§ Requirement
Each line of the entries that mentions the string "into" needs to be reported.

Items from a data source:
---
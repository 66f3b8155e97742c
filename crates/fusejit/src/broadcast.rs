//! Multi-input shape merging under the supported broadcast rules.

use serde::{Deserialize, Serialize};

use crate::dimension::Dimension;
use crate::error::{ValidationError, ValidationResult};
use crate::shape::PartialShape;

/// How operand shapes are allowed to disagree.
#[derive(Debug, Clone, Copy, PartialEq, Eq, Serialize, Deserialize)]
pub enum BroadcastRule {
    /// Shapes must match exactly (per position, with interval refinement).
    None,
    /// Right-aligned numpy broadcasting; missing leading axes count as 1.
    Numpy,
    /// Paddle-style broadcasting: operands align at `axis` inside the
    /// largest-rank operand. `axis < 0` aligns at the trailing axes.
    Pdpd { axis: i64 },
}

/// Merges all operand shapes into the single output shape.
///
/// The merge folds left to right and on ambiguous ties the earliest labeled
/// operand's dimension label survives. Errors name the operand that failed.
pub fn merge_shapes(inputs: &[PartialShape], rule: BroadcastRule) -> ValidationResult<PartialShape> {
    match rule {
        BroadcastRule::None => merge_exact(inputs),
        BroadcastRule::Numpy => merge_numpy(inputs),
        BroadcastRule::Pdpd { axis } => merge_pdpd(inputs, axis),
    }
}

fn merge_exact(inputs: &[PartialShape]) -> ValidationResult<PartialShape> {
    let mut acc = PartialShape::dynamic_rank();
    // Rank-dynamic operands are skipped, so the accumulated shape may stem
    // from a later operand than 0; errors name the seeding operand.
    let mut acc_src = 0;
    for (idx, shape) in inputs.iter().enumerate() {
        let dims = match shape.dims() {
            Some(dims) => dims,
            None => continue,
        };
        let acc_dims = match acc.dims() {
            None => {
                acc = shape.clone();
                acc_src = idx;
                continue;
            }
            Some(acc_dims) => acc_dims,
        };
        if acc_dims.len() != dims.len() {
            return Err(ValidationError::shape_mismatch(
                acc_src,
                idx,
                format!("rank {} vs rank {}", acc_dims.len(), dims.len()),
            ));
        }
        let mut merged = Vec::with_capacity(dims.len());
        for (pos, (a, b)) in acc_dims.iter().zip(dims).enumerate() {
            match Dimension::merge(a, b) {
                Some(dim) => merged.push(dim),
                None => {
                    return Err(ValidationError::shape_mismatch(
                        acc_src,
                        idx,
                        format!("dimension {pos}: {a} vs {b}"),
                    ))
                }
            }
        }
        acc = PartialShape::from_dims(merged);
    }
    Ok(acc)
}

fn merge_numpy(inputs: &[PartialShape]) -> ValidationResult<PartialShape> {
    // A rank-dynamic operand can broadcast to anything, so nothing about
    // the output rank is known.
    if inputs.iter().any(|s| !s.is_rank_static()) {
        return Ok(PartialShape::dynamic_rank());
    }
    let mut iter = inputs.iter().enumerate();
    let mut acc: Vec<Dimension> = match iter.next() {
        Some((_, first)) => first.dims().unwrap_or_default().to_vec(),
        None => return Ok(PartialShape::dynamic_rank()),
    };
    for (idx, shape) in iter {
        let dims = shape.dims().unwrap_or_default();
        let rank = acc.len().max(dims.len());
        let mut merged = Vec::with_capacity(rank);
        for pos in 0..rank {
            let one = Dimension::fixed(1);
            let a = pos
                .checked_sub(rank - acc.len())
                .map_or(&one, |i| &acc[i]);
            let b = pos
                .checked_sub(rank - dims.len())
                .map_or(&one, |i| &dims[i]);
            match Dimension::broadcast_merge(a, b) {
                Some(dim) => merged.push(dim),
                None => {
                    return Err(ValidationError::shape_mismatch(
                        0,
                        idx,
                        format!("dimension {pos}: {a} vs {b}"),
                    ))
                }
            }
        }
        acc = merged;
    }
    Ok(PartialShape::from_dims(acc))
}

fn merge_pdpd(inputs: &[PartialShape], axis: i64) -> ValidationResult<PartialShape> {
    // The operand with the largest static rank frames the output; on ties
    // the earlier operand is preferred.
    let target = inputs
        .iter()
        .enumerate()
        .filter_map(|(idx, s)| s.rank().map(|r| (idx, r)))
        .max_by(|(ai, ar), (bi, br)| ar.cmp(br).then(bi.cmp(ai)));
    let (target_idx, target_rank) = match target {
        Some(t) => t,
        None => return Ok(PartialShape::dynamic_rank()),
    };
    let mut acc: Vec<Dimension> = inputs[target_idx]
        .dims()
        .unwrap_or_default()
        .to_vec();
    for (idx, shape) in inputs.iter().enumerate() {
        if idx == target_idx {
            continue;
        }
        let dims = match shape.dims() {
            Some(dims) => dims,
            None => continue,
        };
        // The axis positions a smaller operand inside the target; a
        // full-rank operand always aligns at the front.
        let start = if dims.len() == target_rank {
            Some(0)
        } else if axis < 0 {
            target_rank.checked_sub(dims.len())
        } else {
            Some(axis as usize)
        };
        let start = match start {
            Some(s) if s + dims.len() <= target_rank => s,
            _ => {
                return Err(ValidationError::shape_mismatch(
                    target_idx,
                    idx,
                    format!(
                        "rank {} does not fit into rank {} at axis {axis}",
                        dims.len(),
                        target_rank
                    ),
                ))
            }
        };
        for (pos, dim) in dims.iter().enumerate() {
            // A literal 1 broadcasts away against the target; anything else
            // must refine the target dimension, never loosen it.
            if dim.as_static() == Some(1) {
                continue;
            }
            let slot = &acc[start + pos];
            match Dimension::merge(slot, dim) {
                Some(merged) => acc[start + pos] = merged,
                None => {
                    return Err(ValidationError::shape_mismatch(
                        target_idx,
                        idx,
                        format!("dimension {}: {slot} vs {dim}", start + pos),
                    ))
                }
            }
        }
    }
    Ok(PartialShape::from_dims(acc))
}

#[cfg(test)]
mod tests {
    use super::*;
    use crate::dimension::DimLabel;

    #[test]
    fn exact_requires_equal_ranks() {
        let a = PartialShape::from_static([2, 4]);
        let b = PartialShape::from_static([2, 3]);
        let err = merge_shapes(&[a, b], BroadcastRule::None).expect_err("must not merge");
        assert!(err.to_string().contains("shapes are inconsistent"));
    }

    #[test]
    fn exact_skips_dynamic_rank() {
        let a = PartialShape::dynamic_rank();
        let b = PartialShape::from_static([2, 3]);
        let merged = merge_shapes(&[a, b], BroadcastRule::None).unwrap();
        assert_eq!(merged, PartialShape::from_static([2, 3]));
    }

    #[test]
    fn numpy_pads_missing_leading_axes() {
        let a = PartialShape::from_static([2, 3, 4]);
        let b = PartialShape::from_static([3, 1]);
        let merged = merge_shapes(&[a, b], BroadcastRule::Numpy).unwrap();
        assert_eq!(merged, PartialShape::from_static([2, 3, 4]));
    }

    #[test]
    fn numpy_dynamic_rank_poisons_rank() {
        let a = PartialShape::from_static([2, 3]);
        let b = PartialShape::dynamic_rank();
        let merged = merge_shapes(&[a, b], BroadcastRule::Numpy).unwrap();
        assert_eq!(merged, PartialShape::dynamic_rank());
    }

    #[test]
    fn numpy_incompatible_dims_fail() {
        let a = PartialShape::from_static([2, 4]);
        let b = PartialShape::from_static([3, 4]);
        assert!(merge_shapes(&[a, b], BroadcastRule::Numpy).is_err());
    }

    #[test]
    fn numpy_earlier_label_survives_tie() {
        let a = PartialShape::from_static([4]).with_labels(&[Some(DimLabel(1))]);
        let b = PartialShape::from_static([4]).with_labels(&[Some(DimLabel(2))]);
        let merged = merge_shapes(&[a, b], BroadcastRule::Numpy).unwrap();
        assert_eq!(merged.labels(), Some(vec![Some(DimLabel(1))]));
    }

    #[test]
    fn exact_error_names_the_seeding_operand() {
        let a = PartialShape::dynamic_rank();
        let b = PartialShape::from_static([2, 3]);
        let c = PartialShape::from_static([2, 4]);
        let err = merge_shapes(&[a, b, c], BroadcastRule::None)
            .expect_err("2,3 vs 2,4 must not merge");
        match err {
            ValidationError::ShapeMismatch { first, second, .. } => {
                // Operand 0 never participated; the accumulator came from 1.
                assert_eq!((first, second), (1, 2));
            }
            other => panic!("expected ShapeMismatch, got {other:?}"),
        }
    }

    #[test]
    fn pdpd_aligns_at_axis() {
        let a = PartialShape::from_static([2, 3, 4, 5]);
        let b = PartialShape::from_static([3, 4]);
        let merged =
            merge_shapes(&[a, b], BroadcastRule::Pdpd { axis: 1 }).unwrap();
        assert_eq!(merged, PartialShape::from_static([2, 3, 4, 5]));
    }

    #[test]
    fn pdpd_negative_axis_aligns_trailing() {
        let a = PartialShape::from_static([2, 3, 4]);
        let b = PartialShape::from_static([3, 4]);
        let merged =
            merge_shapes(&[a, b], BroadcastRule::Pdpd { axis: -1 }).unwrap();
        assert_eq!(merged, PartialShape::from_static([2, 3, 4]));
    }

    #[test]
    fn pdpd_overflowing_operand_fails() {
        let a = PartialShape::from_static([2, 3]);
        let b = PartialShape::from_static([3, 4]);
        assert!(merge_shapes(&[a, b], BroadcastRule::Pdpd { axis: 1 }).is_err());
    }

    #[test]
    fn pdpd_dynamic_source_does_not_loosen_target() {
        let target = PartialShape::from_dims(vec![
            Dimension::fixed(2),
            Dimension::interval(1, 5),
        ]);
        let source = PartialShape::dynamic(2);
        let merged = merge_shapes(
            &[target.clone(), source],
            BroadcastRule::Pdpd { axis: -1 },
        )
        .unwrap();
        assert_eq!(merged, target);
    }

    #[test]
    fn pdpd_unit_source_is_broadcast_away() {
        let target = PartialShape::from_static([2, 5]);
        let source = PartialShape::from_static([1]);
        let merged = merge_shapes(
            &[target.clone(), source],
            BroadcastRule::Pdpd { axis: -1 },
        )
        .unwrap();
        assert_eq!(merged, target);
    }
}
---
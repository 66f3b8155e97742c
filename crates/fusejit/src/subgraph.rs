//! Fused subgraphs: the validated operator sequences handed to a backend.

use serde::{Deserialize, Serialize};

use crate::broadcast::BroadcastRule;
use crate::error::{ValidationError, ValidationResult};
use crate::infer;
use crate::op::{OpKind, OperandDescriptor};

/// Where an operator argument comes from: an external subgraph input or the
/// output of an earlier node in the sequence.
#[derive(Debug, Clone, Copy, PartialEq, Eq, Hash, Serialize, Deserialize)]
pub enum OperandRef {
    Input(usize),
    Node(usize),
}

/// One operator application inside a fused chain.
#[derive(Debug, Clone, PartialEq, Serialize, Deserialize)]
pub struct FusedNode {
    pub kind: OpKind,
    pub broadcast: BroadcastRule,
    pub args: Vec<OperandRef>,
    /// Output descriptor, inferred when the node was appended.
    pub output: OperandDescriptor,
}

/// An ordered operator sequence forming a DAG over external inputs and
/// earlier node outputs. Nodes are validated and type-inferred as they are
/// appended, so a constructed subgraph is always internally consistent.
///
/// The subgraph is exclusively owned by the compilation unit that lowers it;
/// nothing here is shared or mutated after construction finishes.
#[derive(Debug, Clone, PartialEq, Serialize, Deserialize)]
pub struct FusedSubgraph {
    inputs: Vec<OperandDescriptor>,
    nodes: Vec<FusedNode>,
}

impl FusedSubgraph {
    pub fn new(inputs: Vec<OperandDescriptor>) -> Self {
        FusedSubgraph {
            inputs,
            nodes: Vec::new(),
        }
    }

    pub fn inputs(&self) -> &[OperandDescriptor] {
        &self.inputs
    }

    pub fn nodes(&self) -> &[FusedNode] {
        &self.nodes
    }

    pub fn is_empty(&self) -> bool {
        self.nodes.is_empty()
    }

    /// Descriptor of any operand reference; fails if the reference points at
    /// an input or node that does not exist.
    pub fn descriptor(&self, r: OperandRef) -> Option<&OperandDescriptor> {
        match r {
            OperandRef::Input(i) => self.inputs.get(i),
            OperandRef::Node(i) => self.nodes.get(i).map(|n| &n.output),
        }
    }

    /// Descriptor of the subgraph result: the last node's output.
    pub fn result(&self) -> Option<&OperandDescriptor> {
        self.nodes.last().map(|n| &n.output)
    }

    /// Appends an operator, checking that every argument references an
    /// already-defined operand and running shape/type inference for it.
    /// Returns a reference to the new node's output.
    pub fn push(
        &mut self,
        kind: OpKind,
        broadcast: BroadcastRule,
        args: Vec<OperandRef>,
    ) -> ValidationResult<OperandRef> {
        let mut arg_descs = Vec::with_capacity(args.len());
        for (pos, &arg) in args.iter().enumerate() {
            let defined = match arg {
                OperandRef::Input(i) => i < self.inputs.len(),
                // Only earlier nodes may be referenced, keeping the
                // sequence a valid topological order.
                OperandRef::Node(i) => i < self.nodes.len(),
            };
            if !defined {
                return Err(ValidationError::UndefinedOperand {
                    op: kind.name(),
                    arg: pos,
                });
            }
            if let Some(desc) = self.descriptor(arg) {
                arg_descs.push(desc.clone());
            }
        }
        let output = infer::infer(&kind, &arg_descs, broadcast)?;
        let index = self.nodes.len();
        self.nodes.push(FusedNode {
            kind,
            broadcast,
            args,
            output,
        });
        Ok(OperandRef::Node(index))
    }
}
---
§ Answer section
/// Merges all operand shapes into the single output shape.
                        "rank {} does not fit into rank {} at axis {axis}",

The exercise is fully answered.